• [How to complete this task] How many lines in the listing below include the word "prelude"? Answer with the number and nothing else.
--- Information shown ---
//! SSD1306 128x64 OLED
//!
//! Drawing goes through the `ssd1306` buffered graphics mode and shows up on
//! the next [`Oled::update`]. Panel settings the driver does not cover
//! (dimming, inversion, hardware scroll) are sent as raw command bytes over
//! a second handle to the same I2C bus.

use core::fmt::Write as _;

use embedded_graphics::{
    image::{Image, ImageRaw},
    mono_font::{
        MonoFont, MonoTextStyleBuilder,
        ascii::{FONT_6X9, FONT_8X13},
    },
    pixelcolor::BinaryColor,
    prelude::*,
    primitives::{Line, PrimitiveStyle, Rectangle},
    text::{Baseline, Text},
};
use embedded_hal::i2c::I2c;
use log::info;
use ssd1306::{Ssd1306, mode::BufferedGraphicsMode, prelude::*};
use thiserror_no_std::Error;

use crate::traits::TextDisplay;

pub const DEFAULT_ADDRESS: u8 = 0x3C;
pub const WIDTH: u32 = 128;
pub const HEIGHT: u32 = 64;
/// Height of one text row (display page) in pixels.
pub const ROW_HEIGHT: u32 = 8;

// Raw SSD1306 commands
const CONTROL_COMMAND: u8 = 0x00;
const SET_CONTRAST: u8 = 0x81;
const DISPLAY_NORMAL: u8 = 0xA6;
const DISPLAY_INVERTED: u8 = 0xA7;
const SCROLL_RIGHT: u8 = 0x26;
const SCROLL_LEFT: u8 = 0x27;
const SCROLL_VERTICAL_RIGHT: u8 = 0x29;
const SCROLL_VERTICAL_LEFT: u8 = 0x2A;
const SET_VERTICAL_SCROLL_AREA: u8 = 0xA3;
const SCROLL_STOP: u8 = 0x2E;
const SCROLL_START: u8 = 0x2F;

const CONTRAST_DIM: u8 = 0x00;
const CONTRAST_NORMAL: u8 = 0xCF;

#[derive(Error, Debug, Clone, Copy, PartialEq, Eq)]
pub enum OledError<E> {
    #[error("display interface error")]
    Interface,
    #[error("I2C error: {0:?}")]
    Bus(E),
    #[error("bitmap needs {needed} bytes, got {got}")]
    Bitmap { needed: usize, got: usize },
    #[error("page {0} is outside 0..=7")]
    Page(u8),
}

#[derive(Debug, Clone, Copy, PartialEq, Eq, Default)]
pub enum Font {
    Small,
    #[default]
    Large,
}

impl Font {
    fn mono(self) -> &'static MonoFont<'static> {
        match self {
            Font::Small => &FONT_6X9,
            Font::Large => &FONT_8X13,
        }
    }

    /// Character width in pixels.
    pub fn width(self) -> u32 {
        self.mono().character_size.width
    }
}

#[derive(Debug, Clone, Copy, PartialEq, Eq)]
pub enum ScrollDirection {
    Right,
    Left,
}

/// Vertical component of a diagonal scroll.
#[derive(Debug, Clone, Copy, PartialEq, Eq)]
pub enum VerticalScroll {
    None,
    Up,
    Down,
}

/// Frames between scroll steps.
#[derive(Debug, Clone, Copy, PartialEq, Eq)]
pub enum ScrollSpeed {
    Frames2,
    Frames3,
    Frames4,
    Frames5,
    Frames25,
    Frames64,
    Frames128,
    Frames256,
}

impl ScrollSpeed {
    fn code(self) -> u8 {
        match self {
            Self::Frames5 => 0b000,
            Self::Frames64 => 0b001,
            Self::Frames128 => 0b010,
            Self::Frames256 => 0b011,
            Self::Frames3 => 0b100,
            Self::Frames4 => 0b101,
            Self::Frames25 => 0b110,
            Self::Frames2 => 0b111,
        }
    }
}

type Panel<DI> = Ssd1306<DI, DisplaySize128x64, BufferedGraphicsMode<DisplaySize128x64>>;

pub struct Oled<DI, C> {
    panel: Panel<DI>,
    command: C,
    address: u8,
    font: Font,
}

impl<DI, C> Oled<DI, C>
where
    DI: WriteOnlyDataCommand,
    C: I2c,
{
    /// `interface` carries the frame buffer; `command` is a handle to the
    /// same bus for raw panel commands.
    pub fn new(interface: DI, command: C) -> Self {
        let panel = Ssd1306::new(interface, DisplaySize128x64, DisplayRotation::Rotate0)
            .into_buffered_graphics_mode();
        Self {
            panel,
            command,
            address: DEFAULT_ADDRESS,
            font: Font::default(),
        }
    }

    pub fn with_address(mut self, address: u8) -> Self {
        self.address = address;
        self
    }

    pub fn init(&mut self) -> Result<(), OledError<C::Error>> {
        self.panel.init().map_err(|_| OledError::Interface)?;
        self.panel.clear_buffer();
        self.panel.flush().map_err(|_| OledError::Interface)?;
        info!("init OLED12864 OK");
        Ok(())
    }

    pub fn set_font(&mut self, font: Font) {
        self.font = font;
    }

    pub fn font(&self) -> Font {
        self.font
    }

    /// Clear the buffer and the panel.
    pub fn clear_screen(&mut self) -> Result<(), OledError<C::Error>> {
        self.panel.clear_buffer();
        self.update()
    }

    /// Push the buffer to the panel.
    pub fn update(&mut self) -> Result<(), OledError<C::Error>> {
        self.panel.flush().map_err(|_| OledError::Interface)
    }

    /// Text at pixel column `x` on page `row`, in the current font.
    pub fn print(&mut self, x: u8, row: u8, text: &str) -> Result<(), OledError<C::Error>> {
        let style = MonoTextStyleBuilder::new()
            .font(self.font.mono())
            .text_color(BinaryColor::On)
            .background_color(BinaryColor::Off)
            .build();
        let origin = Point::new(x as i32, (row as u32 * ROW_HEIGHT) as i32);
        Text::with_baseline(text, origin, style, Baseline::Top)
            .draw(&mut self.panel)
            .map_err(|_| OledError::Interface)?;
        Ok(())
    }

    pub fn print_char(&mut self, x: u8, row: u8, c: char) -> Result<(), OledError<C::Error>> {
        let mut buf = [0u8; 4];
        self.print(x, row, c.encode_utf8(&mut buf))
    }

    pub fn print_number(&mut self, x: u8, row: u8, value: i32) -> Result<(), OledError<C::Error>> {
        let mut text = heapless::String::<12>::new();
        // an i32 has at most 11 characters
        let _ = write!(text, "{}", value);
        self.print(x, row, &text)
    }

    pub fn print_float(&mut self, x: u8, row: u8, value: f32) -> Result<(), OledError<C::Error>> {
        self.print(x, row, &format_float(value))
    }

    pub fn draw_pixel(&mut self, x: u8, y: u8, color: BinaryColor) {
        self.panel.set_pixel(x as u32, y as u32, color.is_on());
    }

    fn stroke(&mut self, line: Line, color: BinaryColor) -> Result<(), OledError<C::Error>> {
        line.into_styled(PrimitiveStyle::with_stroke(color, 1))
            .draw(&mut self.panel)
            .map_err(|_| OledError::Interface)
    }

    pub fn draw_line(
        &mut self,
        x1: u8,
        y1: u8,
        x2: u8,
        y2: u8,
        color: BinaryColor,
    ) -> Result<(), OledError<C::Error>> {
        let line = Line::new(
            Point::new(x1 as i32, y1 as i32),
            Point::new(x2 as i32, y2 as i32),
        );
        self.stroke(line, color)
    }

    pub fn draw_hline(
        &mut self,
        x: u8,
        y: u8,
        width: u8,
        color: BinaryColor,
    ) -> Result<(), OledError<C::Error>> {
        let end = x.saturating_add(width.saturating_sub(1));
        self.draw_line(x, y, end, y, color)
    }

    pub fn draw_vline(
        &mut self,
        x: u8,
        y: u8,
        height: u8,
        color: BinaryColor,
    ) -> Result<(), OledError<C::Error>> {
        let end = y.saturating_add(height.saturating_sub(1));
        self.draw_line(x, y, x, end, color)
    }

    /// Outline between two corners, shown immediately.
    pub fn draw_box(
        &mut self,
        x1: u8,
        y1: u8,
        x2: u8,
        y2: u8,
        color: BinaryColor,
    ) -> Result<(), OledError<C::Error>> {
        let rect = Rectangle::with_corners(
            Point::new(x1 as i32, y1 as i32),
            Point::new(x2 as i32, y2 as i32),
        );
        rect.into_styled(PrimitiveStyle::with_stroke(color, 1))
            .draw(&mut self.panel)
            .map_err(|_| OledError::Interface)?;
        self.update()
    }

    /// Clear the screen and show a 1-bit bitmap with rows padded to whole bytes.
    pub fn draw_bitmap(
        &mut self,
        x: u8,
        y: u8,
        width: u32,
        height: u32,
        data: &[u8],
    ) -> Result<(), OledError<C::Error>> {
        let needed = width.div_ceil(8) as usize * height as usize;
        if width == 0 || data.len() < needed {
            return Err(OledError::Bitmap {
                needed,
                got: data.len(),
            });
        }
        let raw = ImageRaw::<BinaryColor>::new(&data[..needed], width);
        self.panel.clear_buffer();
        Image::new(&raw, Point::new(x as i32, y as i32))
            .draw(&mut self.panel)
            .map_err(|_| OledError::Interface)?;
        self.update()
    }

    fn send(&mut self, bytes: &[u8]) -> Result<(), OledError<C::Error>> {
        self.command
            .write(self.address, bytes)
            .map_err(OledError::Bus)
    }

    /// Drop the contrast to save power, or restore it.
    pub fn dim(&mut self, dim: bool) -> Result<(), OledError<C::Error>> {
        let contrast = if dim { CONTRAST_DIM } else { CONTRAST_NORMAL };
        self.send(&[CONTROL_COMMAND, SET_CONTRAST, contrast])
    }

    pub fn invert(&mut self, invert: bool) -> Result<(), OledError<C::Error>> {
        let mode = if invert {
            DISPLAY_INVERTED
        } else {
            DISPLAY_NORMAL
        };
        self.send(&[CONTROL_COMMAND, mode])
    }

    /// Scroll pages `start..=end` in hardware until [`Oled::stop_scroll`].
    pub fn start_scroll(
        &mut self,
        direction: ScrollDirection,
        start: u8,
        end: u8,
        speed: ScrollSpeed,
        vertical: VerticalScroll,
    ) -> Result<(), OledError<C::Error>> {
        for page in [start, end] {
            if page > 7 {
                return Err(OledError::Page(page));
            }
        }
        self.stop_scroll()?;

        let setup = match vertical {
            VerticalScroll::None => {
                let opcode = match direction {
                    ScrollDirection::Right => SCROLL_RIGHT,
                    ScrollDirection::Left => SCROLL_LEFT,
                };
                [
                    CONTROL_COMMAND,
                    opcode,
                    0x00,
                    start,
                    speed.code(),
                    end,
                    0x00,
                    0xFF,
                ]
            }
            VerticalScroll::Up | VerticalScroll::Down => {
                self.send(&[CONTROL_COMMAND, SET_VERTICAL_SCROLL_AREA, 0x00, HEIGHT as u8])?;
                let opcode = match direction {
                    ScrollDirection::Right => SCROLL_VERTICAL_RIGHT,
                    ScrollDirection::Left => SCROLL_VERTICAL_LEFT,
                };
                let offset = if vertical == VerticalScroll::Up {
                    0x01
                } else {
                    HEIGHT as u8 - 1
                };
                // the diagonal setup is one byte shorter; pad with a NOP
                [
                    CONTROL_COMMAND,
                    opcode,
                    0x00,
                    start,
                    speed.code(),
                    end,
                    offset,
                    0xE3,
                ]
            }
        };
        self.send(&setup)?;
        self.send(&[CONTROL_COMMAND, SCROLL_START])
    }

    pub fn stop_scroll(&mut self) -> Result<(), OledError<C::Error>> {
        self.send(&[CONTROL_COMMAND, SCROLL_STOP])
    }
}

/// Two decimals, like the Arduino `print(float)`.
pub fn format_float(value: f32) -> heapless::String<24> {
    let mut text = heapless::String::new();
    if write!(text, "{:.2}", value).is_err() {
        text.clear();
        let _ = text.push_str("ovf");
    }
    text
}

impl<DI, C> TextDisplay for Oled<DI, C>
where
    DI: WriteOnlyDataCommand,
    C: I2c,
{
    type Error = OledError<C::Error>;

    fn clear(&mut self) -> Result<(), Self::Error> {
        self.clear_screen()
    }

    fn print_text(&mut self, x: u8, row: u8, text: &str) -> Result<(), Self::Error> {
        self.print(x, row, text)
    }

    fn flush(&mut self) -> Result<(), Self::Error> {
        self.update()
    }
}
---
• [Completed task] 2